Amritt Harrichand "Harry" Latchman (born 26 July 1943) is a former English cricketer who played first-class cricket for Middlesex and Nottinghamshire between 1965 and 1976. A leg-spin bowler and useful lower-order right-handed batsman, he played over 200 first-class cricket matches for his two English counties, securing nearly 500 wickets.

== Early life ==
Born in Kingston, Jamaica, Harry Latchman came to England with his parents and went to school in Shepherd's Bush in London.

== Career ==
Having played for Middlesex until 1974, where his benefit year raised 1,486 pounds, he joined Nottinghamshire for three years before retiring to minor county cricket with Cambridgeshire.

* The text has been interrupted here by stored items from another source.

// SPDX-License-Identifier: BUSL-1.1
// Copyright (c) 2026 Alfred Jean LLC

//! Task/document store contract.
//!
//! The store is an external collaborator: records are durable, ids and
//! timestamps are server-assigned, and updates go through typed patches.

use async_trait::async_trait;
use sf_core::{Clock, DocumentId, Task, TaskId, TaskPatch, TaskStatus};

#[derive(Debug, thiserror::Error)]
pub enum StoreError {
    #[error("record not found: {0}")]
    NotFound(String),
    #[error("store io: {0}")]
    Io(#[from] std::io::Error),
    #[error("store serialization: {0}")]
    Serde(#[from] serde_json::Error),
    #[error("store backend: {0}")]
    Backend(String),
}

/// Input record for task creation; the store assigns id and timestamps.
#[derive(Debug, Clone)]
pub struct NewTask {
    pub title: String,
    pub description: String,
    pub status: TaskStatus,
    pub priority: sf_core::Priority,
    pub complexity: sf_core::Complexity,
    pub assignee: Option<sf_core::AgentId>,
    pub created_by: sf_core::AgentId,
    pub tags: Vec<String>,
    pub metadata: sf_core::TaskMeta,
}

/// Conjunctive task filter: every listed status set and tag must match.
#[derive(Debug, Clone, Default)]
pub struct TaskFilter {
    /// Match tasks whose status is any of these; empty = no constraint.
    pub statuses: Vec<TaskStatus>,
    /// Match tasks carrying all of these tags.
    pub tags: Vec<String>,
}

impl TaskFilter {
    pub fn statuses(mut self, statuses: impl IntoIterator<Item = TaskStatus>) -> Self {
        self.statuses = statuses.into_iter().collect();
        self
    }

    pub fn tag(mut self, tag: impl Into<String>) -> Self {
        self.tags.push(tag.into());
        self
    }

    pub fn matches(&self, task: &Task) -> bool {
        (self.statuses.is_empty() || self.statuses.contains(&task.status))
            && self.tags.iter().all(|t| task.has_tag(t))
    }
}

/// A document record (playbooks and similar bodies of text).
#[derive(Debug, Clone, PartialEq, serde::Serialize, serde::Deserialize)]
pub struct Document {
    pub id: DocumentId,
    pub title: String,
    pub content: String,
}

#[async_trait]
pub trait TaskStore: Send + Sync {
    async fn get_task(&self, id: &TaskId) -> Result<Option<Task>, StoreError>;
    async fn create_task(&self, new: NewTask) -> Result<Task, StoreError>;
    async fn update_task(&self, id: &TaskId, patch: TaskPatch) -> Result<Task, StoreError>;
    async fn list_tasks(&self, filter: &TaskFilter) -> Result<Vec<Task>, StoreError>;
    async fn delete_task(&self, id: &TaskId) -> Result<(), StoreError>;
    async fn get_document(&self, id: &DocumentId) -> Result<Option<Document>, StoreError>;
    /// Role prompts live in role-definition storage; the store proxies them.
    async fn get_role_prompt(&self, role: &str) -> Result<Option<String>, StoreError>;
}

/// In-memory store for tests.
#[cfg(any(test, feature = "test-support"))]
pub struct FakeTaskStore {
    clock: sf_core::FakeClock,
    inner: parking_lot::Mutex<FakeStoreInner>,
}

#[cfg(any(test, feature = "test-support"))]
#[derive(Default)]
struct FakeStoreInner {
    tasks: std::collections::HashMap<TaskId, Task>,
    documents: std::collections::HashMap<DocumentId, Document>,
    role_prompts: std::collections::HashMap<String, String>,
    next_id: u64,
}

#[cfg(any(test, feature = "test-support"))]
impl FakeTaskStore {
    pub fn new() -> Self {
        Self::with_clock(sf_core::FakeClock::new())
    }

    pub fn with_clock(clock: sf_core::FakeClock) -> Self {
        Self { clock, inner: parking_lot::Mutex::new(FakeStoreInner::default()) }
    }

    pub fn clock(&self) -> &sf_core::FakeClock {
        &self.clock
    }

    /// Seed an existing task.
    pub fn insert_task(&self, task: Task) {
        self.inner.lock().tasks.insert(task.id.clone(), task);
    }

    pub fn insert_document(&self, doc: Document) {
        self.inner.lock().documents.insert(doc.id.clone(), doc);
    }

    pub fn insert_role_prompt(&self, role: impl Into<String>, prompt: impl Into<String>) {
        self.inner.lock().role_prompts.insert(role.into(), prompt.into());
    }

    pub fn task_count(&self) -> usize {
        self.inner.lock().tasks.len()
    }

    /// Tasks created through `create_task`, in creation order.
    pub fn created_tasks(&self) -> Vec<Task> {
        let inner = self.inner.lock();
        let mut created: Vec<&Task> =
            inner.tasks.values().filter(|t| t.id.as_str().starts_with("task-fake-")).collect();
        created.sort_by_key(|t| t.id.as_str().to_string());
        created.into_iter().cloned().collect()
    }
}

#[cfg(any(test, feature = "test-support"))]
impl Default for FakeTaskStore {
    fn default() -> Self {
        Self::new()
    }
}

#[cfg(any(test, feature = "test-support"))]
#[async_trait]
impl TaskStore for FakeTaskStore {
    async fn get_task(&self, id: &TaskId) -> Result<Option<Task>, StoreError> {
        Ok(self.inner.lock().tasks.get(id).cloned())
    }

    async fn create_task(&self, new: NewTask) -> Result<Task, StoreError> {
        let now = self.clock.now_utc();
        let mut inner = self.inner.lock();
        inner.next_id += 1;
        let id = TaskId::from_string(format!("task-fake-{:04}", inner.next_id));
        let task = Task {
            id: id.clone(),
            title: new.title,
            status: new.status,
            priority: new.priority,
            complexity: new.complexity,
            assignee: new.assignee,
            created_by: new.created_by,
            created_at: now,
            updated_at: now,
            closed_at: None,
            tags: new.tags,
            metadata: new.metadata,
        };
        inner.tasks.insert(id, task.clone());
        Ok(task)
    }

    async fn update_task(&self, id: &TaskId, patch: TaskPatch) -> Result<Task, StoreError> {
        let now = self.clock.now_utc();
        let mut inner = self.inner.lock();
        let task = inner
            .tasks
            .get_mut(id)
            .ok_or_else(|| StoreError::NotFound(id.to_string()))?;
        task.apply(patch, now);
        Ok(task.clone())
    }

    async fn list_tasks(&self, filter: &TaskFilter) -> Result<Vec<Task>, StoreError> {
        let inner = self.inner.lock();
        let mut tasks: Vec<Task> =
            inner.tasks.values().filter(|t| filter.matches(t)).cloned().collect();
        tasks.sort_by(|a, b| {
            a.created_at.cmp(&b.created_at).then_with(|| a.id.as_str().cmp(b.id.as_str()))
        });
        Ok(tasks)
    }

    async fn delete_task(&self, id: &TaskId) -> Result<(), StoreError> {
        self.inner
            .lock()
            .tasks
            .remove(id)
            .map(|_| ())
            .ok_or_else(|| StoreError::NotFound(id.to_string()))
    }

    async fn get_document(&self, id: &DocumentId) -> Result<Option<Document>, StoreError> {
        Ok(self.inner.lock().documents.get(id).cloned())
    }

    async fn get_role_prompt(&self, role: &str) -> Result<Option<String>, StoreError> {
        Ok(self.inner.lock().role_prompts.get(role).cloned())
    }
}

#[cfg(test)]
#[path = "store_tests.rs"]
mod tests;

He had his most successful season in 1968, when he took 88 wickets at an average of 18.88. He was asked by the West Indian authorities if he would be available to tour England in 1969, but when he replied that he wanted to clarify his situation with regards to continuing to play for Middlesex, they assumed he intended to qualify for the England Test team and did not select him.

His best innings figures in first-class cricket were 7 for 65 for Nottinghamshire against Essex in 1975, and his best match figures were 10 for 154 for Middlesex against Derbyshire in the first match of the 1971 season. He made his highest score of 96 after going in as nightwatchman against Worcestershire in 1972.

Throughout his first-class playing career he appeared in Wisden as "H. C. Latchman". In later years he coached at Nottingham High School and at Merchant Taylors' School, where he was Head of Cricket for 24 years. He was elected President of Middlesex County Cricket Club at the 151st Annual General Meeting on 7 April 2015.